Supreme Court
Addresses Free Speech by Public Employees
A
recent United States Supreme Court opinion limits First Amendment
protection for public employee whistleblowers, although the decision may
have little impact in California.
In
a 5-4 decision, the high court ruled that speech by public employees is not
protected by the First Amendment when made pursuant to the employee's
official duties. Justice Anthony Kennedy wrote the opinion for the majority
and was joined by Justices Roberts, Scalia, Thomas and Alioto.
Garcetti v. Ceballos,
No. 04-0473, slip opinion (May 30, 2006).
Deputy District Attorney Reported Alleged Misconduct
The
lawsuit was brought by Richard Ceballos, who had
been employed since 1989, as a deputy district attorney for the Los Angeles
County District Attorney’s office. In February of 2000, while working as a
calendar deputy with some supervisory responsibilities, he learned from a
defense attorney that there were inaccuracies in an affidavit filed by a
sheriff in order to obtain a critical search warrant. The defense attorney
asked Ceballos to review the case.
After
examining and reviewing the affidavit and the location described therein, Ceballos concluded that the affidavit made serious
misrepresentations. Ceballos relayed his findings
to his supervisors and followed up with a memorandum recommending
dismissal. He did not receive a satisfactory explanation.
The
district attorney's office decided to proceed with the prosecution. The
defense challenged the warrant, and Ceballos
testified during a hearing on the challenge as to his observations about the
affidavit. The trial court rejected the challenge.
Deputy District Attorney Claimed Retaliation for His Report
Ceballos claimed that after he challenged the
affidavit, he was subject to retaliation. The actions included reassignment,
transfer to another courthouse, and denial of a promotion.

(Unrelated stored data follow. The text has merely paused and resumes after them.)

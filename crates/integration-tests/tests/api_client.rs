//! Integration tests for the backend client against the stub backend.

use axum::http::{Method, StatusCode};
use secrecy::SecretString;
use serde_json::json;

use tableside_console::api::{ApiClient, ApiError};
use tableside_console::config::ApiConfig;
use tableside_core::{EntityScope, OutletId, ProfileUpdate, Role, TenantId, UserRole};
use tableside_integration_tests::{StubBackend, envelope, profile_json, serve_profile};

fn client(backend: &StubBackend) -> ApiClient {
    ApiClient::new(&ApiConfig::new(&backend.api_url()).expect("Invalid stub URL"))
        .expect("Failed to create API client")
}

#[tokio::test]
async fn test_fetch_profile_parses_data() {
    let backend = StubBackend::start().await;
    serve_profile(&backend, &profile_json("tenantOwner"));

    let profile = client(&backend)
        .authorized(SecretString::from("tok"))
        .fetch_profile()
        .await
        .expect("Profile fetch failed");

    assert_eq!(profile.name, "Anita Menon");
    assert_eq!(profile.role, UserRole::Known(Role::TenantOwner));
    assert_eq!(profile.role.entity_scope(), Some(EntityScope::Tenant));
    assert!(profile.status.is_active());

    let requests = backend.requests();
    assert_eq!(requests[0].authorization.as_deref(), Some("Bearer tok"));
}

#[tokio::test]
async fn test_error_message_prefers_message_then_error() {
    let backend = StubBackend::start().await;
    backend.respond(
        Method::PATCH,
        "/users/profile/update",
        400,
        &json!({ "error": "Phone number is invalid" }),
    );

    let err = client(&backend)
        .authorized(SecretString::from("tok"))
        .update_profile(&ProfileUpdate {
            phone_number: Some("12".to_owned()),
            ..ProfileUpdate::default()
        })
        .await
        .expect_err("Update should fail");

    assert_eq!(err.status(), Some(StatusCode::BAD_REQUEST));
    assert_eq!(err.to_string(), "Phone number is invalid");
}

#[tokio::test]
async fn test_partial_update_omits_unset_fields() {
    let backend = StubBackend::start().await;
    backend.respond(
        Method::PATCH,
        "/users/profile/update",
        200,
        &envelope(profile_json("kitchenStaff")),
    );

    client(&backend)
        .authorized(SecretString::from("tok"))
        .update_profile(&ProfileUpdate {
            name: Some("Anita Menon".to_owned()),
            ..ProfileUpdate::default()
        })
        .await
        .expect("Update failed");

    let patches = backend.requests_to(&Method::PATCH, "/users/profile/update");
    assert_eq!(patches[0].body, Some(json!({ "name": "Anita Menon" })));
}

#[tokio::test]
async fn test_unparseable_success_body_is_decode_error() {
    let backend = StubBackend::start().await;
    backend.respond_raw(Method::GET, "/users/profile", 200, "<html>maintenance</html>");

    let err = client(&backend)
        .authorized(SecretString::from("tok"))
        .fetch_profile()
        .await
        .expect_err("Fetch should fail");

    assert!(matches!(err, ApiError::Decode(_)));
    assert_eq!(err.to_string(), "Unexpected response from the server");
}

#[tokio::test]
async fn test_unreachable_backend_is_transport_error() {
    // bind then drop to get a port nothing listens on
    let listener = tokio::net::TcpListener::bind("127.0.0.1:0")
        .await
        .expect("Failed to bind");
    let addr = listener.local_addr().expect("No address");
    drop(listener);

    let api = ApiClient::new(&ApiConfig::new(&format!("http://{addr}/api/v1")).expect("URL"))
        .expect("Failed to create API client");
    let err = api
        .authorized(SecretString::from("tok"))
        .fetch_profile()
        .await
        .expect_err("Fetch should fail");

    assert!(matches!(err, ApiError::Transport(_)));
    assert_eq!(err.to_string(), "Unable to reach the server");
}

#[tokio::test]
async fn test_detail_reads_unwrap_nested_records() {
    let backend = StubBackend::start().await;
    backend.respond(
        Method::GET,
        "/tenants/t1/details",
        200,
        &envelope(json!({
            "tenant": { "_id": "t1", "name": "Spice Route" },
            "users": [],
            "orderStats": {}
        })),
    );
    backend.respond(
        Method::GET,
        "/outlets/o1",
        200,
        &envelope(json!({ "outlet": { "_id": "o1", "name": "Koramangala" } })),
    );

    let api = client(&backend);
    let authorized = api.authorized(SecretString::from("tok"));

    let tenant = authorized
        .fetch_tenant_details(&TenantId::new("t1"))
        .await
        .expect("Tenant fetch failed");
    let outlet = authorized
        .fetch_outlet_details(&OutletId::new("o1"))
        .await
        .expect("Outlet fetch failed");

    assert_eq!(tenant.name, "Spice Route");
    assert_eq!(outlet.name, "Koramangala");
}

Ceballos sued the district attorney's office
under 42 U.S.C. § 1983 alleging violations of the First and Fourteenth
Amendments. The district attorney's office sought summary judgment alleging
that no retaliatory actions occurred, and that the actions complained of
were explained by legitimate reasons. The district attorney's office
further alleged that Ceballos' memorandum was not
protected free speech under the First Amendment.
The
district court agreed and held that the memorandum was not entitled to
protection under the First Amendment. The court of appeals for the Ninth
circuit reversed, holding that the memo was protected, and the Supreme
Court subsequently granted the attorney's request for review.
Statements Made Pursuant to Official Duties Not Protected
The
Supreme Court held that when public employees make statements pursuant to
their official duties, they are not speaking as citizens for First
Amendment purposes, and their communications are not protected from
employer discipline.
The
Court explained that restricting speech that is part of a public employee's
professional responsibilities does not violate any liberties that the
employee enjoyed as a private citizen. Instead, it simply reflects the
exercise of employer control over what the employer itself has commissioned
or created. "Without a significant degree of control over its
employees' words and actions, a government employer would have little
chance to provide public services efficiently."
Critical
to the Court's decision was the fact that the deputy district attorney's
speech was made pursuant to his official duties as a prosecutor. Neither
the fact that he expressed his views at the office rather than publicly,
nor the fact that the memo concerned his employment was dispositive.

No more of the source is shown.